_Data records_.
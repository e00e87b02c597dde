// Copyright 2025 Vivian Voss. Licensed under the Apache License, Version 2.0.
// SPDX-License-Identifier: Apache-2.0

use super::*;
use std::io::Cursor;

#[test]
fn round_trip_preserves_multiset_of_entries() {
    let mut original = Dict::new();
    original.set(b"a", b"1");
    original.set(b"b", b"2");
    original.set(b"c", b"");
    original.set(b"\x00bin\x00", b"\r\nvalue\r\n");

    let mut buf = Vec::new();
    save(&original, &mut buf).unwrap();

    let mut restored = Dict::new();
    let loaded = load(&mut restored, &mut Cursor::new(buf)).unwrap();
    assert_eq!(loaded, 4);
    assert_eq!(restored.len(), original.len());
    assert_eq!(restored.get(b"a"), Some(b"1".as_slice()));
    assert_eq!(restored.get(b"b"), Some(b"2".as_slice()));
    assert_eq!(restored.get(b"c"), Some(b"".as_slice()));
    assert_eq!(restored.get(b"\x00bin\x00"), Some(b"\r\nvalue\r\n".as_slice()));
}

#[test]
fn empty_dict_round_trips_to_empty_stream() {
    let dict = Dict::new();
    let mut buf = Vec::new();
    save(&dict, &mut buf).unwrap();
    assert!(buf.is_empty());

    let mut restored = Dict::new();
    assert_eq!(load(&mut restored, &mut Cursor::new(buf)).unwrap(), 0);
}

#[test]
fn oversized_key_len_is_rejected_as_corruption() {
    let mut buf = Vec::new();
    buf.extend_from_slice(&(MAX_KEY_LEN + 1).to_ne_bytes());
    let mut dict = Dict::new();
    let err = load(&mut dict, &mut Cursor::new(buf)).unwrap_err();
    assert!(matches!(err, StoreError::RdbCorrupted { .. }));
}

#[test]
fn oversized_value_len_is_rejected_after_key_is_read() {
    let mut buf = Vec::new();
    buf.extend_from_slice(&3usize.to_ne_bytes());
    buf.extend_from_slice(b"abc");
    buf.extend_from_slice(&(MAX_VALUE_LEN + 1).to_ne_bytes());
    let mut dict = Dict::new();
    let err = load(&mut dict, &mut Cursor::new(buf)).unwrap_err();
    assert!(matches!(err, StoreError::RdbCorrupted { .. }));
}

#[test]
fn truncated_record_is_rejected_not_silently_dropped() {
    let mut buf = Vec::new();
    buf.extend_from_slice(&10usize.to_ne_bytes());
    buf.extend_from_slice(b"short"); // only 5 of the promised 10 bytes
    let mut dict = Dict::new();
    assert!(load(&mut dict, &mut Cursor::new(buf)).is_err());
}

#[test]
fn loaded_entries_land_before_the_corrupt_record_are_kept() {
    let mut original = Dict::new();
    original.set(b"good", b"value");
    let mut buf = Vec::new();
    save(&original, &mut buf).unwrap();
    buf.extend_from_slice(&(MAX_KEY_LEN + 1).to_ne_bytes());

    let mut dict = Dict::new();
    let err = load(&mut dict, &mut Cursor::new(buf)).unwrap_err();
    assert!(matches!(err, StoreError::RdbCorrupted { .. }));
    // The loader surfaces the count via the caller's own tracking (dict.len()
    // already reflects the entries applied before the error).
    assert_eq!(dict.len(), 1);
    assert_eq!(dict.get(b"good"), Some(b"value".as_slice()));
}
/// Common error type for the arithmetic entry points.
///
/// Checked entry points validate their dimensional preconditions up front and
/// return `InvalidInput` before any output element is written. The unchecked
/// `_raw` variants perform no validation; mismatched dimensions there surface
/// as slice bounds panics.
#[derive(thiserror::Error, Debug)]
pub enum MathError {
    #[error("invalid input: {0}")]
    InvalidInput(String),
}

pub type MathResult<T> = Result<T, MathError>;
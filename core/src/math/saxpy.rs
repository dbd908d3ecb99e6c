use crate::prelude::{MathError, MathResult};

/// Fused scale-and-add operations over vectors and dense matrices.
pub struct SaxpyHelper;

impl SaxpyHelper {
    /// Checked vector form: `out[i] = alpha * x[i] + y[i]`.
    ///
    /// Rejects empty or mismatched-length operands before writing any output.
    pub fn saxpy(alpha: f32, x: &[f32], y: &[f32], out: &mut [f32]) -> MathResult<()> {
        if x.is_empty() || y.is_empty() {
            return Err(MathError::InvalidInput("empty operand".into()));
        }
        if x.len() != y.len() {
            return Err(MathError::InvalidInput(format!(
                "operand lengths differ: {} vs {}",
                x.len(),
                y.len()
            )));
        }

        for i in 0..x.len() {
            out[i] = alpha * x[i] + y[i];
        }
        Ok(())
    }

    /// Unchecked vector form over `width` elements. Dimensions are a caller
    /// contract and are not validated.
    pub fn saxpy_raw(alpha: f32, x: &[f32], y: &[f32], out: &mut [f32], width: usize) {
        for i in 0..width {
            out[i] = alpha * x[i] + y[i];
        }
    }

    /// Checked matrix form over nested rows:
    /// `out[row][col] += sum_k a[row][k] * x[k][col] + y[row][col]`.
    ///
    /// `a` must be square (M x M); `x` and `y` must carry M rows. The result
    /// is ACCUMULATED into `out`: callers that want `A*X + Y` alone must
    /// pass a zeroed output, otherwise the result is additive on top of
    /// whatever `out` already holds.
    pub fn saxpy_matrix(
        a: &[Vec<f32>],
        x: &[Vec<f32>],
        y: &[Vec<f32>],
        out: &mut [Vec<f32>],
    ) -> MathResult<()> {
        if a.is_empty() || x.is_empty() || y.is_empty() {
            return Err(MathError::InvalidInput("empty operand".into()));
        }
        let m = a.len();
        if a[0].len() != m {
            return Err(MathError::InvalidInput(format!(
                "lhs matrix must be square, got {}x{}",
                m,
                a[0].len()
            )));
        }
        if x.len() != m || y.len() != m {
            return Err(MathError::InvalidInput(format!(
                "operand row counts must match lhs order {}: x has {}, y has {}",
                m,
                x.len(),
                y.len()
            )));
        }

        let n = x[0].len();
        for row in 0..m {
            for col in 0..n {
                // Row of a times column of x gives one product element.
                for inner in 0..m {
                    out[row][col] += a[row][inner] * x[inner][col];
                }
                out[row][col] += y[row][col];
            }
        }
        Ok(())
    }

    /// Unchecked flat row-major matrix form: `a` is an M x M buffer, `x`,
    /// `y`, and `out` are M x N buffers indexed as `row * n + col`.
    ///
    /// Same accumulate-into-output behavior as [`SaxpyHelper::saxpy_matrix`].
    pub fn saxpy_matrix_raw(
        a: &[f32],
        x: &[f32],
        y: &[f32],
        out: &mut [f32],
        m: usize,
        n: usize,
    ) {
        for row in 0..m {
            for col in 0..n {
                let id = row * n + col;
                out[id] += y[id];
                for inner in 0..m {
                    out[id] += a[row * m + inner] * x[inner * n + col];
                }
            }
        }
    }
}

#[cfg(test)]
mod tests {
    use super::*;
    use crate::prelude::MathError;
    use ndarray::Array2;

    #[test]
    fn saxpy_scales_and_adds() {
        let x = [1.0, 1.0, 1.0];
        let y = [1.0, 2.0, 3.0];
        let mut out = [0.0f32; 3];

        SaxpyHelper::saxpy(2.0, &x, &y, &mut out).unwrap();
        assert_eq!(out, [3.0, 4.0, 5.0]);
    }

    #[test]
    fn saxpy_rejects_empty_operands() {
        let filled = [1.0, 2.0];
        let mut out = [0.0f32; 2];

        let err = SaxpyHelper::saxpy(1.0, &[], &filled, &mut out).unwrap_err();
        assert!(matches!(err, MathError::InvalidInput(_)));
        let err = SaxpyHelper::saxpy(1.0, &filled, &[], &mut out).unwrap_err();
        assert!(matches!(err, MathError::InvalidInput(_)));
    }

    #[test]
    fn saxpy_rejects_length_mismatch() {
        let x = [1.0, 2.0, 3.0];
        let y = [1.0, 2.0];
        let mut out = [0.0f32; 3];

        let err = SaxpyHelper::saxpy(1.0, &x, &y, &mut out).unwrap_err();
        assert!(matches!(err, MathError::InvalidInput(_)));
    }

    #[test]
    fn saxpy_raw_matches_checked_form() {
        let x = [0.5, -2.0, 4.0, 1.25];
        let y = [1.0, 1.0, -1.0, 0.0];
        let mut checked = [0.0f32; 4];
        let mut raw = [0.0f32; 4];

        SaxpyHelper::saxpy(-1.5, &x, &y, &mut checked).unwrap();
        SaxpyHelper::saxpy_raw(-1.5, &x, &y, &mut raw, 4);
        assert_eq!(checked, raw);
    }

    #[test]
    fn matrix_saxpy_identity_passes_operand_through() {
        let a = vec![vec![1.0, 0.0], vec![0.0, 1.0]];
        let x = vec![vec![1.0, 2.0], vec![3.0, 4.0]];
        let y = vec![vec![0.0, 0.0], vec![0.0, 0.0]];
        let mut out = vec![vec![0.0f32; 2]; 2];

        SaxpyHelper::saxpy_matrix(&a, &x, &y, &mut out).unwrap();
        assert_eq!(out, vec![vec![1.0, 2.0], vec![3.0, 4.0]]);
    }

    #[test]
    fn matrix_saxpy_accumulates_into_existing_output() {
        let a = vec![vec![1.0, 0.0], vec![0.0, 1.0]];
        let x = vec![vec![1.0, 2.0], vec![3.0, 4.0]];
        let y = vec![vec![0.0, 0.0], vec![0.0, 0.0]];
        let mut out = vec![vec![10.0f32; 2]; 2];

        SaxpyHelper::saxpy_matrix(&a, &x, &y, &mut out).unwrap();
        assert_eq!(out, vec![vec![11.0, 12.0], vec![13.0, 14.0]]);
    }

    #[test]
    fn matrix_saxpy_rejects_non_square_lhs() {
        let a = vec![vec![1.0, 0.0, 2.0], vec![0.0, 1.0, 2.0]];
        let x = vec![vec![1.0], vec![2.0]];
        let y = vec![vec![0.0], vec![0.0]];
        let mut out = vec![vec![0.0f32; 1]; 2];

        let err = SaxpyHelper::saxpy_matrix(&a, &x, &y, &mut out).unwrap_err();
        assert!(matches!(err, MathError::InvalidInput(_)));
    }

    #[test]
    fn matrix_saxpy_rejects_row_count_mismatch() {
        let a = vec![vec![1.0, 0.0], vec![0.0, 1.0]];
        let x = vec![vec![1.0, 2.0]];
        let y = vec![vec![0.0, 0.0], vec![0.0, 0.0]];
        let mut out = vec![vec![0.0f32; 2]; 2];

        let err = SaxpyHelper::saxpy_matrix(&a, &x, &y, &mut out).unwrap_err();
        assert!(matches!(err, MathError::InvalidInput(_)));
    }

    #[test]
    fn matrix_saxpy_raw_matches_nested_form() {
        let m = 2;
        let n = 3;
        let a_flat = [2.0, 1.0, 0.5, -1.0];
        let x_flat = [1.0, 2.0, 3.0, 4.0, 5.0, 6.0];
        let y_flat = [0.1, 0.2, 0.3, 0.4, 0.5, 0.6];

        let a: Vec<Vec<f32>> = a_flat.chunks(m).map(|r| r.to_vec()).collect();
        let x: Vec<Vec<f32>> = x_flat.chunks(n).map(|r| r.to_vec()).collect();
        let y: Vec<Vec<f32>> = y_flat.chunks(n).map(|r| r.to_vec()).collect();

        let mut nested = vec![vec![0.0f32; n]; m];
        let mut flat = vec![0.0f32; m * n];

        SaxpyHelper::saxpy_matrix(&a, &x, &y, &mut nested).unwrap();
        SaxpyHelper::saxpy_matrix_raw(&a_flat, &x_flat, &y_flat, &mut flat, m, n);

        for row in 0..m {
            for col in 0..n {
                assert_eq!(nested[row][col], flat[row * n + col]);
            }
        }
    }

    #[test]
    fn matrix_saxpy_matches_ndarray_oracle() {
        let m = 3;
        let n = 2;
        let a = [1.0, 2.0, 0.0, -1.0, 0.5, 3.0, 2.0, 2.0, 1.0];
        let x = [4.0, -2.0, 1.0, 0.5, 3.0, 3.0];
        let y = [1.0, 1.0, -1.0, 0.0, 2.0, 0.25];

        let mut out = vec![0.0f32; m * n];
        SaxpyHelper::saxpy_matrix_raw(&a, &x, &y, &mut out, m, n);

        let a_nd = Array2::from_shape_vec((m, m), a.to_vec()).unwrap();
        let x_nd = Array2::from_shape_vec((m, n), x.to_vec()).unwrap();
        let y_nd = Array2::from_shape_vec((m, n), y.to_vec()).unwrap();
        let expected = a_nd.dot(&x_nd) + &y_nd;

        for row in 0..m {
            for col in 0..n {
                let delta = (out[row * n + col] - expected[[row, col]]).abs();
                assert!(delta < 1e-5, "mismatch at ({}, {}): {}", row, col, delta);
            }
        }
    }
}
--
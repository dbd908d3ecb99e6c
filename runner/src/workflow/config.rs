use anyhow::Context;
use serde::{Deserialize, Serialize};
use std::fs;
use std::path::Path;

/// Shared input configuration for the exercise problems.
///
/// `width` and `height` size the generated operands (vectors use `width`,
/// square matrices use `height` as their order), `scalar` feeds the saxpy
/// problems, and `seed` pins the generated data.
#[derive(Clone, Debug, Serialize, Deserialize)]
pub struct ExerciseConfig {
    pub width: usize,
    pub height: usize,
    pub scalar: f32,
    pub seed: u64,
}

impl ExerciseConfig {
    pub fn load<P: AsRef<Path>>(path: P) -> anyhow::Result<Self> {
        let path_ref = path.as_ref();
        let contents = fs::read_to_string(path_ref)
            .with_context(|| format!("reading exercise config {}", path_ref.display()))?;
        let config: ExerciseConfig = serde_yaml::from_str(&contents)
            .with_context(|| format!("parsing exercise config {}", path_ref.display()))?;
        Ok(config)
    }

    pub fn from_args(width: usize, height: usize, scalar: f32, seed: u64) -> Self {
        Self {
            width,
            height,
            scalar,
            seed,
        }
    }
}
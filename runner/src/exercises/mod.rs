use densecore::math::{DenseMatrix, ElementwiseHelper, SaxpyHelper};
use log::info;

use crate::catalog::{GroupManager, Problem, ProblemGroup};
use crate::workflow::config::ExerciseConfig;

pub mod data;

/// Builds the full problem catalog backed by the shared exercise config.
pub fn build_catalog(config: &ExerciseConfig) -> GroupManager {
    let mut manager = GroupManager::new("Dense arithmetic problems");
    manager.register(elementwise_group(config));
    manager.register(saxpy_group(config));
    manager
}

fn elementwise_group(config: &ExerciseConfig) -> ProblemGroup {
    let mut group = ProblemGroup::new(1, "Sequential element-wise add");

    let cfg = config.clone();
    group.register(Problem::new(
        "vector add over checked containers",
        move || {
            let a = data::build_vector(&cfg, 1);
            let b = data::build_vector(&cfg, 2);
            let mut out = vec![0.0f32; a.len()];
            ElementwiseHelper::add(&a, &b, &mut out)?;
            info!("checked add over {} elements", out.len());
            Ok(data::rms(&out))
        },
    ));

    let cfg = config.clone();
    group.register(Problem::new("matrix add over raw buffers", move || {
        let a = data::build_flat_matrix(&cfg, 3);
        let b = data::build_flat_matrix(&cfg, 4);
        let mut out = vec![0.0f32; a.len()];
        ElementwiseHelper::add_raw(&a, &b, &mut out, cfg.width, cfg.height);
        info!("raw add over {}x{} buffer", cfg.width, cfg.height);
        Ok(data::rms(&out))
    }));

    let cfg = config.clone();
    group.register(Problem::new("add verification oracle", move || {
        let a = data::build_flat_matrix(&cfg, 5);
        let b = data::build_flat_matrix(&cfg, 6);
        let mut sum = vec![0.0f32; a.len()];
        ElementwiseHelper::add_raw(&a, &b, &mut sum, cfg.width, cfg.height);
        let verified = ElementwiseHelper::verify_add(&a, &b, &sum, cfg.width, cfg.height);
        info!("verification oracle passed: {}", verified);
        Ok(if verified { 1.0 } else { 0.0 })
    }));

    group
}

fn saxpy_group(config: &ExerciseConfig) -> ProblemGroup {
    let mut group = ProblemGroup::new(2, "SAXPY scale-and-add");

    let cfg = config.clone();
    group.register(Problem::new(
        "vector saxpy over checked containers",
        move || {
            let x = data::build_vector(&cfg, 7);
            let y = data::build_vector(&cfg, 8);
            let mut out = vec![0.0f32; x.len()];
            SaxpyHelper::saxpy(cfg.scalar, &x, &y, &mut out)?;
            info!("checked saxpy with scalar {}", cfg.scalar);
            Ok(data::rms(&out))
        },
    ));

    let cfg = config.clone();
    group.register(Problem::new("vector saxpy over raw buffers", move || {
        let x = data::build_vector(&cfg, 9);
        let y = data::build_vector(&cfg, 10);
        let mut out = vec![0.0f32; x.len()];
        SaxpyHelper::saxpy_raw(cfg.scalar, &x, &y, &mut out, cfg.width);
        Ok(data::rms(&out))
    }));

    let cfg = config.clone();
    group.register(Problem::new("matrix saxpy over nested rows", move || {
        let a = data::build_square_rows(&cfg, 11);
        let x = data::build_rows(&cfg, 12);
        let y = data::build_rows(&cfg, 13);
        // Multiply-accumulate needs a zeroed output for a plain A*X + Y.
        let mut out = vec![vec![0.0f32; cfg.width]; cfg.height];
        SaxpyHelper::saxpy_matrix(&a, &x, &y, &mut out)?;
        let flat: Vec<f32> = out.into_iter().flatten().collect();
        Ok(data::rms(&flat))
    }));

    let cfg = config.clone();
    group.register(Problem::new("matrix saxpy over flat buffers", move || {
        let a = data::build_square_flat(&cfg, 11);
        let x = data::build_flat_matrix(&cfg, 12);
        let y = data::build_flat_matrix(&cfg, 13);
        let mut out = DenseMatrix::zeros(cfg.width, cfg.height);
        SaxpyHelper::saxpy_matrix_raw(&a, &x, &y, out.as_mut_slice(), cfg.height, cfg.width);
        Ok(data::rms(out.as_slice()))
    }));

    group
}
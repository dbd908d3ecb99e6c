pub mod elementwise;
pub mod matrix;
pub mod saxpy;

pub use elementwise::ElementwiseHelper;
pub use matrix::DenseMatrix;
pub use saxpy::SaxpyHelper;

_Task details_.
In the listing above, find every line with the word "display" and copy it.

_Answer section_.
            .with_context(|| format!("reading exercise config {}", path_ref.display()))?;
            .with_context(|| format!("parsing exercise config {}", path_ref.display()))?;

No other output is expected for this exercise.